Storage and Gradient Checkpointing¶
Backward propagation needs forward-time snapshots. Storage mode controls where those snapshots live and strongly affects speed/memory trade-offs.
storage_mode¶
- device: store on the same device as compute.
- cpu: store on host memory.
- disk: store on local disk.
- none: disable storage.
- auto: select device/cpu/disk based on configured memory limits.
Default behavior in high-level APIs is device unless auto is explicitly requested.
storage_compression¶
Supported values: - False / "none": full precision snapshots - True / "bf16": BF16 compressed snapshots (default compute path)

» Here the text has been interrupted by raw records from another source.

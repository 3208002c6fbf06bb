use std::time::Duration;

use async_trait::async_trait;
use reqwest::Client;

use crate::{
    client::check_status,
    error::Result,
    models::{FormValues, GenerationRequest, ImageResult},
};

/// Remote service that turns a prompt into image URLs.
#[async_trait]
pub trait GenerationApi: Send + Sync {
    async fn generate(&self, values: &FormValues) -> Result<Vec<ImageResult>>;
}

#[derive(Clone)]
pub struct HttpGenerationApi {
    client: Client,
    url: String,
    session_token: Option<String>,
}

impl HttpGenerationApi {
    pub fn new(url: impl Into<String>, timeout: Duration) -> Result<Self> {
        Ok(Self {
            client: Client::builder().timeout(timeout).build()?,
            url: url.into(),
            session_token: None,
        })
    }

    pub fn with_session_token(mut self, token: impl Into<String>) -> Self {
        self.session_token = Some(token.into());
        self
    }
}

#[async_trait]
impl GenerationApi for HttpGenerationApi {
    async fn generate(&self, values: &FormValues) -> Result<Vec<ImageResult>> {
        log::info!(
            "🎨 Requesting {} image(s) at {}",
            values.amount.count(),
            values.resolution
        );

        let mut request = self
            .client
            .post(&self.url)
            .json(&GenerationRequest::from(values));
        if let Some(token) = &self.session_token {
            request = request.bearer_auth(token);
        }

        let response = check_status(request.send().await?).await?;
        let images: Vec<ImageResult> = response.json().await?;

        log::info!("✅ Generation returned {} image(s)", images.len());
        Ok(images)
    }
}

#[cfg(test)]
mod tests {
    use super::*;
    use crate::error::GenPixError;
    use crate::models::{Amount, Resolution};
    use serde_json::json;
    use wiremock::matchers::{body_json, header, method, path};
    use wiremock::{Mock, MockServer, ResponseTemplate};

    const TIMEOUT: Duration = Duration::from_secs(5);

    #[tokio::test]
    async fn test_generate_posts_form_values() {
        let server = MockServer::start().await;
        Mock::given(method("POST"))
            .and(path("/api/image"))
            .and(header("authorization", "Bearer sess_1"))
            .and(body_json(json!({
                "prompt": "A red circle",
                "amount": "2",
                "resolution": "256x256"
            })))
            .respond_with(ResponseTemplate::new(200).set_body_json(json!([
                {"url": "https://x/1.png"},
                {"url": "https://x/2.png"}
            ])))
            .expect(1)
            .mount(&server)
            .await;

        let api = HttpGenerationApi::new(format!("{}/api/image", server.uri()), TIMEOUT)
            .unwrap()
            .with_session_token("sess_1");
        let values = FormValues::new("A red circle")
            .with_amount(Amount::Two)
            .with_resolution(Resolution::Small);

        let images = api.generate(&values).await.unwrap();
        let urls: Vec<&str> = images.iter().map(|i| i.url.as_str()).collect();
        assert_eq!(urls, vec!["https://x/1.png", "https://x/2.png"]);
    }

    #[tokio::test]
    async fn test_forbidden_maps_to_quota() {
        let server = MockServer::start().await;
        Mock::given(method("POST"))
            .respond_with(ResponseTemplate::new(403).set_body_string("Free trial has expired."))
            .mount(&server)
            .await;

        let api =
            HttpGenerationApi::new(format!("{}/api/image", server.uri()), TIMEOUT).unwrap();
        let err = api.generate(&FormValues::new("cat")).await.unwrap_err();
        assert!(matches!(err, GenPixError::QuotaExceeded(ref m) if m == "Free trial has expired."));
    }

    #[tokio::test]
    async fn test_server_error_maps_to_upstream() {
        let server = MockServer::start().await;
        Mock::given(method("POST"))
            .respond_with(ResponseTemplate::new(500))
            .mount(&server)
            .await;

        let api =
            HttpGenerationApi::new(format!("{}/api/image", server.uri()), TIMEOUT).unwrap();
        let err = api.generate(&FormValues::new("cat")).await.unwrap_err();
        assert_eq!(err.status(), Some(500));
    }

    #[tokio::test]
    async fn test_stalled_endpoint_times_out() {
        let server = MockServer::start().await;
        Mock::given(method("POST"))
            .respond_with(
                ResponseTemplate::new(200)
                    .set_body_json(json!([]))
                    .set_delay(Duration::from_secs(2)),
            )
            .mount(&server)
            .await;

        let api = HttpGenerationApi::new(server.uri(), Duration::from_millis(100)).unwrap();
        let err = api.generate(&FormValues::new("cat")).await.unwrap_err();
        assert!(matches!(err, GenPixError::RequestError(_)));
    }
}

Compression reduces memory and I/O pressure at the cost of precision.
TemporaryStorage¶
Disk mode writes snapshot chunks under a temporary per-run directory. TemporaryStorage is responsible for: - creating unique directory names - allocating shot file paths - cleanup on close/destructor
Tuning Checklist¶
- If GPU memory is sufficient, use storage_mode=device for best speed.
- If GPU OOM occurs, switch to cpu first.
- If host memory is also constrained, use disk.
- For auto mode, set storage_bytes_limit_device and storage_bytes_limit_host.
- Use bf16 compression when memory pressure dominates and accuracy remains acceptable.